**PROBLEM REQUIREMENTS:** The answer must be every line from the entries below that contains "WeekendClear".

**SUPPLIED DATA:**
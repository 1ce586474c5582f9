//! Testing utilities and mock implementations.
//!
//! These types are provided for use in tests. They may appear unused in
//! the library itself but are consumed by unit and integration tests.

#![allow(dead_code)]

use crate::auth::{AuthError, Credentials, Identity};
use crate::error::{Error, Result};
use crate::feed::Subscription;
use crate::tasks::models::{
    Category, CategoryPatch, Preferences, PreferencesPatch, Reminder, ReminderDraft,
    ReminderPatch, Task, TaskDraft, TaskPatch,
};
use crate::tasks::store::TodoStore;
use crate::traits::{
    IdentityProvider, NotificationHandle, NotificationRequest, Notifier, PermissionStatus,
};
use async_trait::async_trait;
use once_cell::sync::Lazy;
use regex::Regex;
use std::collections::HashMap;
use std::sync::atomic::{AtomicBool, AtomicU64, AtomicUsize, Ordering};
use std::sync::{Arc, Mutex, PoisonError};
use tokio::sync::watch;

/// Shared, ordered record of calls across several mocks.
pub type CallLog = Arc<Mutex<Vec<String>>>;

/// Create an empty call log.
#[must_use]
pub fn call_log() -> CallLog {
    Arc::default()
}

fn record(log: Option<&CallLog>, entry: String) {
    if let Some(log) = log {
        log.lock().unwrap_or_else(PoisonError::into_inner).push(entry);
    }
}

#[derive(Debug, Default)]
struct NotifierState {
    scheduled: Vec<NotificationRequest>,
    handles: Vec<NotificationHandle>,
    live: Vec<NotificationHandle>,
    cancelled: Vec<NotificationHandle>,
    fail_next_cancel: bool,
    fail_schedules: bool,
}

/// A mock notification platform for testing.
///
/// Grants permission, records every request and tracks which handles are
/// still live.
#[derive(Debug, Default)]
pub struct MockNotifier {
    state: Mutex<NotifierState>,
    permission_requests: AtomicUsize,
    next_id: AtomicU64,
    log: Option<CallLog>,
}

impl MockNotifier {
    /// Create a new mock notifier.
    #[must_use]
    pub fn new() -> Self {
        Self::default()
    }

    /// Create a mock notifier that appends its calls to `log`.
    #[must_use]
    pub fn with_log(log: CallLog) -> Self {
        Self { log: Some(log), ..Self::default() }
    }

    fn state(&self) -> std::sync::MutexGuard<'_, NotifierState> {
        self.state.lock().unwrap_or_else(PoisonError::into_inner)
    }

    /// Every request scheduled so far, in order.
    #[must_use]
    pub fn scheduled(&self) -> Vec<NotificationRequest> {
        self.state().scheduled.clone()
    }

    /// Every handle issued so far, in order.
    #[must_use]
    pub fn issued_handles(&self) -> Vec<NotificationHandle> {
        self.state().handles.clone()
    }

    /// Handles scheduled and not yet cancelled.
    #[must_use]
    pub fn live_handles(&self) -> Vec<NotificationHandle> {
        self.state().live.clone()
    }

    /// Every cancel call that reached the platform, in order.
    #[must_use]
    pub fn cancelled(&self) -> Vec<NotificationHandle> {
        self.state().cancelled.clone()
    }

    /// How many times permission was requested.
    #[must_use]
    pub fn permission_requests(&self) -> usize {
        self.permission_requests.load(Ordering::SeqCst)
    }

    /// Make the next cancel call fail.
    pub fn fail_next_cancel(&self) {
        self.state().fail_next_cancel = true;
    }

    /// Issue handles from `mock-0` again, like a platform that recycles
    /// identifiers.
    pub fn restart_ids(&self) {
        self.next_id.store(0, Ordering::SeqCst);
    }

    /// Make every schedule call fail until switched off.
    pub fn fail_schedules(&self, fail: bool) {
        self.state().fail_schedules = fail;
    }
}
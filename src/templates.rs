//! User-facing text rendered with Tera.
//!
//! Notification bodies and daily suggestions are templates. The defaults are
//! compiled into the binary; a directory given to [`init_templates`] may
//! override any of them by relative path, e.g.
//! `notifications/task_reminder.tera`.

use crate::error::{Error, Result};
use once_cell::sync::Lazy;
use std::path::Path;
use std::sync::{PoisonError, RwLock};
use tera::{Context, Tera};

/// Templates shipped with the crate, by name.
const BUILTIN: [(&str, &str); 8] = [
    (
        "notifications/task_reminder.tera",
        include_str!("../templates/notifications/task_reminder.tera"),
    ),
    ("notifications/reminder.tera", include_str!("../templates/notifications/reminder.tera")),
    ("suggestions/holiday.tera", include_str!("../templates/suggestions/holiday.tera")),
    ("suggestions/busy.tera", include_str!("../templates/suggestions/busy.tera")),
    ("suggestions/weekend_clear.tera", include_str!("../templates/suggestions/weekend_clear.tera")),
    (
        "suggestions/weekend_pending.tera",
        include_str!("../templates/suggestions/weekend_pending.tera"),
    ),
    ("suggestions/weekday_clear.tera", include_str!("../templates/suggestions/weekday_clear.tera")),
    (
        "suggestions/weekday_pending.tera",
        include_str!("../templates/suggestions/weekday_pending.tera"),
    ),
];

/// The active engine; `None` until first use or after [`reset_cache`].
static ENGINE: Lazy<RwLock<Option<Tera>>> = Lazy::new(|| RwLock::new(None));

fn build_engine(overrides: Option<&Path>) -> Result<Tera> {
    let mut tera = match overrides.filter(|dir| dir.is_dir()) {
        Some(dir) => {
            let pattern = format!("{}/**/*.tera", dir.display());
            let tera = Tera::new(&pattern).map_err(|e| {
                Error::Template(format!("Failed to load templates from {}: {e}", dir.display()))
            })?;
            let count = tera.get_template_names().count();
            tracing::debug!(dir = %dir.display(), count, "template overrides loaded");
            tera
        }
        None => Tera::default(),
    };

    for (name, source) in BUILTIN {
        if tera.get_template(name).is_err() {
            tera.add_raw_template(name, source)
                .map_err(|e| Error::Template(format!("Built-in template {name} is invalid: {e}")))?;
        }
    }
    Ok(tera)
}

/// Load templates, letting files under `overrides` replace built-in ones.
///
/// A missing directory, or `None`, means built-in templates only.
///
/// # Errors
///
/// Returns [`Error::Template`] if an override file does not parse.
pub fn init_templates(overrides: Option<&Path>) -> Result<()> {
    let tera = build_engine(overrides)?;
    *ENGINE.write().unwrap_or_else(PoisonError::into_inner) = Some(tera);
    Ok(())
}

/// Render `name` with `context`, loading the built-in set on first use.
///
/// # Errors
///
/// Returns [`Error::Template`] if the template is unknown or fails to render.
pub fn render(name: &str, context: &Context) -> Result<String> {
    let loaded = ENGINE.read().unwrap_or_else(PoisonError::into_inner).is_some();
    if !loaded {
        init_templates(None)?;
    }

    let engine = ENGINE.read().unwrap_or_else(PoisonError::into_inner);
    let tera = engine.as_ref().ok_or_else(|| Error::Template("templates not loaded".into()))?;
    tera.render(name, context)
        .map_err(|e| Error::Template(format!("Failed to render template {name}: {e}")))
}

/// Render `name` with string variables.
///
/// # Errors
///
/// Same as [`render`].
pub fn render_with_vars(name: &str, vars: &[(&str, &str)]) -> Result<String> {
    let mut context = Context::new();
    for (key, value) in vars {
        context.insert(*key, value);
    }
    render(name, &context)
}

/// Forget the loaded templates; the next render loads the built-in set.
///
/// # Errors
///
/// Currently always `Ok`.
pub fn reset_cache() -> Result<()> {
    *ENGINE.write().unwrap_or_else(PoisonError::into_inner) = None;
    Ok(())
}

/// Names of the built-in templates.
#[must_use]
pub fn builtin_names() -> Vec<&'static str> {
    BUILTIN.iter().map(|(name, _)| *name).collect()
}
//! Productivity statistics and daily suggestions.

use crate::error::Result;
use crate::tasks::models::{Activity, ActivityKind, Task};
use crate::templates;
use chrono::{Datelike, NaiveDate, Weekday};
use serde::Serialize;
use tera::Context;

/// Pending tasks above which the day counts as busy.
pub const BUSY_THRESHOLD: usize = 5;

/// Fixed-date public holidays as `(month, day, name)`.
pub const HOLIDAYS: [(u32, u32, &str); 8] = [
    (1, 1, "New Year's Day"),
    (5, 1, "Labour Day"),
    (5, 8, "Victory in Europe Day"),
    (7, 14, "Bastille Day"),
    (8, 15, "Assumption Day"),
    (11, 1, "All Saints' Day"),
    (11, 11, "Armistice Day"),
    (12, 25, "Christmas Day"),
];

/// Ideas for a free weekday.
pub const EMPTY_DAY_IDEAS: [&str; 6] =
    ["Reading", "Meditation", "Cooking", "Gardening", "Tidying up", "Podcast"];

/// Ideas for the weekend.
pub const WEEKEND_IDEAS: [&str; 6] =
    ["Cinema", "Swimming pool", "Walk", "Museum", "Restaurant", "Bike ride"];

/// Task counts shown on the profile.
#[derive(Debug, Clone, Copy, Default, PartialEq, Eq, Serialize)]
pub struct TaskStats {
    /// Every task.
    pub total: usize,
    /// Tasks marked done.
    pub done: usize,
    /// Tasks still to do.
    pub todo: usize,
}

impl TaskStats {
    /// Count the tasks by status.
    #[must_use]
    pub fn from_tasks(tasks: &[Task]) -> Self {
        let done = tasks.iter().filter(|t| t.is_done()).count();
        Self { total: tasks.len(), done, todo: tasks.len() - done }
    }
}

/// The `n` most recently created tasks, newest first.
#[must_use]
pub fn recent_activity(tasks: &[Task], n: usize) -> Vec<Task> {
    let mut recent = tasks.to_vec();
    recent.sort_by(|a, b| b.created_at.cmp(&a.created_at));
    recent.truncate(n);
    recent
}

/// The holiday falling on `date`, if any.
#[must_use]
pub fn holiday_on(date: NaiveDate) -> Option<&'static str> {
    HOLIDAYS
        .iter()
        .find(|(month, day, _)| date.month() == *month && date.day() == *day)
        .map(|(_, _, name)| *name)
}

/// Which suggestion applies to a day.
#[derive(Debug, Clone, Copy, PartialEq, Eq)]
pub enum Suggestion {
    /// A public holiday.
    Holiday(&'static str),
    /// More than [`BUSY_THRESHOLD`] tasks pending.
    Busy,
    /// Weekend with nothing pending.
    WeekendClear,
    /// Weekend with a few tasks pending.
    WeekendPending,
    /// Weekday with nothing pending.
    WeekdayClear,
    /// Weekday with a few tasks pending.
    WeekdayPending,
}

impl Suggestion {
    /// Pick the suggestion for `date` with `todo_count` tasks pending.
    ///
    /// Holidays win over everything, then a busy day, then weekend or weekday.
    #[must_use]
    pub fn pick(todo_count: usize, date: NaiveDate) -> Self {
        if let Some(name) = holiday_on(date) {
            return Self::Holiday(name);
        }
        if todo_count > BUSY_THRESHOLD {
            return Self::Busy;
        }
        let weekend = matches!(date.weekday(), Weekday::Sat | Weekday::Sun);
        match (weekend, todo_count == 0) {
            (true, true) => Self::WeekendClear,
            (true, false) => Self::WeekendPending,
            (false, true) => Self::WeekdayClear,
            (false, false) => Self::WeekdayPending,
        }
    }

    /// Template rendering this suggestion.
    #[must_use]
    pub const fn template(&self) -> &'static str {
        match self {
            Self::Holiday(_) => "suggestions/holiday.tera",
            Self::Busy => "suggestions/busy.tera",
            Self::WeekendClear => "suggestions/weekend_clear.tera",
            Self::WeekendPending => "suggestions/weekend_pending.tera",
            Self::WeekdayClear => "suggestions/weekday_clear.tera",
            Self::WeekdayPending => "suggestions/weekday_pending.tera",
        }
    }
}

/// Suggestion text for `date` with `todo_count` tasks pending.
///
/// # Errors
///
/// Returns an error if the template cannot be rendered.
pub fn daily_suggestion(todo_count: usize, date: NaiveDate) -> Result<String> {
    let suggestion = Suggestion::pick(todo_count, date);
    let mut context = Context::new();
    context.insert("todo_count", &todo_count);
    if let Suggestion::Holiday(name) = suggestion {
        context.insert("holiday", name);
    }
    templates::render(suggestion.template(), &context)
}

/// An idea shown on the suggestions screen.
#[derive(Debug, Clone, PartialEq, Eq, Serialize)]
pub struct Idea {
    /// Display name.
    pub name: String,
    /// Whether it comes from the user's own activities.
    pub from_user: bool,
}

/// Ideas grouped by the kind of free time they fit.
#[derive(Debug, Clone, Default, PartialEq, Eq, Serialize)]
pub struct ActivityIdeas {
    /// For a free weekday.
    pub empty_day: Vec<Idea>,
    /// For the weekend.
    pub weekend: Vec<Idea>,
}

fn fits_empty_day(activity: &Activity) -> bool {
    matches!(
        activity.kind,
        ActivityKind::Relaxation | ActivityKind::Learning | ActivityKind::Household
    ) || activity.name.chars().count() % 2 == 0
}

/// Built-in ideas followed by the user's activities, split by free-time kind.
#[must_use]
pub fn activity_ideas(activities: &[Activity]) -> ActivityIdeas {
    let builtin = |names: &[&str]| -> Vec<Idea> {
        names.iter().map(|name| Idea { name: (*name).to_string(), from_user: false }).collect()
    };
    let mut ideas =
        ActivityIdeas { empty_day: builtin(&EMPTY_DAY_IDEAS), weekend: builtin(&WEEKEND_IDEAS) };

    for activity in activities {
        let idea = Idea { name: activity.name.clone(), from_user: true };
        if fits_empty_day(activity) {
            ideas.empty_day.push(idea);
        } else {
            ideas.weekend.push(idea);
        }
    }
    ideas
}
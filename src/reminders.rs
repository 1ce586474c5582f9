//! Standalone reminders: a title and a fire time, independent of any task.
//!
//! The same rules as task reminders apply. The document is written first,
//! a notification is scheduled for it, and the handle is recorded back.
//! Old handles are cancelled before rescheduling and before deletion.

use crate::error::{Error, Result, ValidationError};
use crate::reconciler::{RearmReport, ReminderOutcome, SkipReason};
use crate::session::Session;
use crate::tasks::models::{Reminder, ReminderDraft, ReminderPatch};
use crate::tasks::store::TodoStore;
use crate::templates;
use chrono::{DateTime, Utc};
use std::sync::Arc;

/// Title of every standalone reminder notification.
pub const REMINDER_TITLE: &str = "Reminder";

/// Creates, edits and deletes standalone reminders.
#[derive(Clone)]
pub struct ReminderService {
    store: Arc<dyn TodoStore>,
}

impl std::fmt::Debug for ReminderService {
    fn fmt(&self, f: &mut std::fmt::Formatter<'_>) -> std::fmt::Result {
        f.debug_struct("ReminderService").finish_non_exhaustive()
    }
}

fn body_for(title: &str) -> String {
    templates::render_with_vars("notifications/reminder.tera", &[("title", title)])
        .unwrap_or_else(|e| {
            tracing::warn!(error = %e, "falling back to plain reminder text");
            format!("Don't forget: {title}")
        })
}

impl ReminderService {
    /// Create a service writing through `store`.
    #[must_use]
    pub fn new(store: Arc<dyn TodoStore>) -> Self {
        Self { store }
    }

    async fn schedule(session: &Session, title: &str, fire_at: DateTime<Utc>) -> ReminderOutcome {
        if !session.preferences().notifications_enabled {
            return ReminderOutcome::Skipped(SkipReason::NotificationsDisabled);
        }
        match session.scheduler().schedule(REMINDER_TITLE, &body_for(title), fire_at).await {
            Ok(Some(handle)) => ReminderOutcome::Scheduled(handle),
            Ok(None) => ReminderOutcome::Skipped(SkipReason::DueInPast),
            Err(e) => {
                tracing::warn!(error = %e, "reminder scheduling failed");
                ReminderOutcome::Failed(e.to_string())
            }
        }
    }

    async fn record(&self, session: &Session, id: &str, outcome: ReminderOutcome) -> ReminderOutcome {
        let ReminderOutcome::Scheduled(handle) = outcome else {
            return outcome;
        };
        let patch = ReminderPatch {
            notification_handle: Some(Some(handle.as_str().to_string())),
            ..ReminderPatch::default()
        };
        match self.store.update_reminder(session.user_id(), id, patch).await {
            Ok(()) => ReminderOutcome::Scheduled(handle),
            Err(e) => {
                tracing::warn!(error = %e, %handle, "could not record handle, cancelling it");
                if let Err(cancel_err) = session.scheduler().cancel(Some(&handle)).await {
                    tracing::warn!(error = %cancel_err, %handle, "orphaned notification");
                }
                ReminderOutcome::Failed(e.to_string())
            }
        }
    }

    /// Save a reminder and schedule its notification.
    ///
    /// # Errors
    ///
    /// Returns [`Error::Validation`] for an empty title, or the store error.
    #[tracing::instrument(skip(self, session, draft), fields(user_id = %session.user_id()))]
    pub async fn create(
        &self,
        session: &Session,
        mut draft: ReminderDraft,
    ) -> Result<(String, ReminderOutcome)> {
        let title = draft.title.trim().to_string();
        if title.is_empty() {
            return Err(ValidationError::EmptyTitle.into());
        }
        draft.title.clone_from(&title);
        let fire_at = draft.fire_at;

        let id = self.store.create_reminder(session.user_id(), draft).await?;
        let outcome = Self::schedule(session, &title, fire_at).await;
        Ok((id.clone(), self.record(session, &id, outcome).await))
    }

    /// Change a reminder's title or fire time and reschedule it.
    ///
    /// The old notification is cancelled before the edit is written. If that
    /// cancel fails only the title changes and nothing is rescheduled.
    ///
    /// # Errors
    ///
    /// Returns [`Error::Validation`] for an empty title, [`Error::NotFound`]
    /// for an unknown reminder, or the store error.
    #[tracing::instrument(skip(self, session, patch), fields(user_id = %session.user_id()))]
    pub async fn edit(
        &self,
        session: &Session,
        id: &str,
        mut patch: ReminderPatch,
    ) -> Result<ReminderOutcome> {
        if let Some(title) = patch.title.as_mut() {
            let trimmed = title.trim().to_string();
            if trimmed.is_empty() {
                return Err(ValidationError::EmptyTitle.into());
            }
            *title = trimmed;
        }

        let current: Reminder = self
            .store
            .get_reminder(session.user_id(), id)
            .await?
            .ok_or_else(|| Error::NotFound { collection: "reminder", id: id.to_string() })?;

        patch.notification_handle = None;
        let title = patch.title.clone().unwrap_or_else(|| current.title.clone());
        let fire_at = patch.fire_at.unwrap_or(current.fire_at);
        let old_handle = current.notification_handle;

        if let Err(e) = session.scheduler().cancel_stored(old_handle.as_deref()).await {
            // Keep the fire time the live notification was scheduled for.
            tracing::warn!(error = %e, "old reminder could not be cancelled, not rescheduling");
            patch.fire_at = None;
            if !patch.is_empty() {
                self.store.update_reminder(session.user_id(), id, patch).await?;
            }
            return Ok(ReminderOutcome::Failed(e.to_string()));
        }

        if old_handle.is_some() {
            patch.notification_handle = Some(None);
        }
        if !patch.is_empty() {
            self.store.update_reminder(session.user_id(), id, patch).await?;
        }

        let outcome = Self::schedule(session, &title, fire_at).await;
        Ok(self.record(session, id, outcome).await)
    }

    /// Cancel a reminder's notification and delete it.
    ///
    /// # Errors
    ///
    /// Returns the store error if the reminder could not be deleted.
    #[tracing::instrument(skip(self, session), fields(user_id = %session.user_id()))]
    pub async fn delete(&self, session: &Session, id: &str) -> Result<()> {
        let handle = match self.store.get_reminder(session.user_id(), id).await {
            Ok(reminder) => reminder.and_then(|r| r.notification_handle),
            Err(e) => {
                tracing::warn!(error = %e, "could not read reminder before delete");
                None
            }
        };
        if let Err(e) = session.scheduler().cancel_stored(handle.as_deref()).await {
            tracing::warn!(error = %e, "notification could not be cancelled before delete");
        }
        self.store.delete_reminder(session.user_id(), id).await
    }

    /// Restore reminder notifications after a restart.
    ///
    /// # Errors
    ///
    /// Returns the store error if clearing a stale handle fails.
    #[tracing::instrument(skip(self, session, reminders), fields(user_id = %session.user_id()))]
    pub async fn rearm(&self, session: &Session, reminders: &[Reminder]) -> Result<RearmReport> {
        let mut report = RearmReport::default();

        for reminder in reminders {
            let stored = reminder.notification_handle.as_deref();
            if let Err(e) = session.scheduler().cancel_stored(stored).await {
                tracing::warn!(reminder_id = %reminder.id, error = %e, "stale handle not cancelled");
                report.failed += 1;
                continue;
            }

            let outcome = Self::schedule(session, &reminder.title, reminder.fire_at).await;
            match self.record(session, &reminder.id, outcome).await {
                ReminderOutcome::Scheduled(_) => report.scheduled += 1,
                ReminderOutcome::Failed(_) => report.failed += 1,
                ReminderOutcome::NotRequested | ReminderOutcome::Skipped(_) => {
                    if stored.is_some() {
                        let clear = ReminderPatch {
                            notification_handle: Some(None),
                            ..ReminderPatch::default()
                        };
                        self.store.update_reminder(session.user_id(), &reminder.id, clear).await?;
                        report.cleared += 1;
                    }
                }
            }
        }
        Ok(report)
    }
}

**TASK RESPONSE:**
    WeekendClear,
            (true, true) => Self::WeekendClear,
            Self::WeekendClear => "suggestions/weekend_clear.tera",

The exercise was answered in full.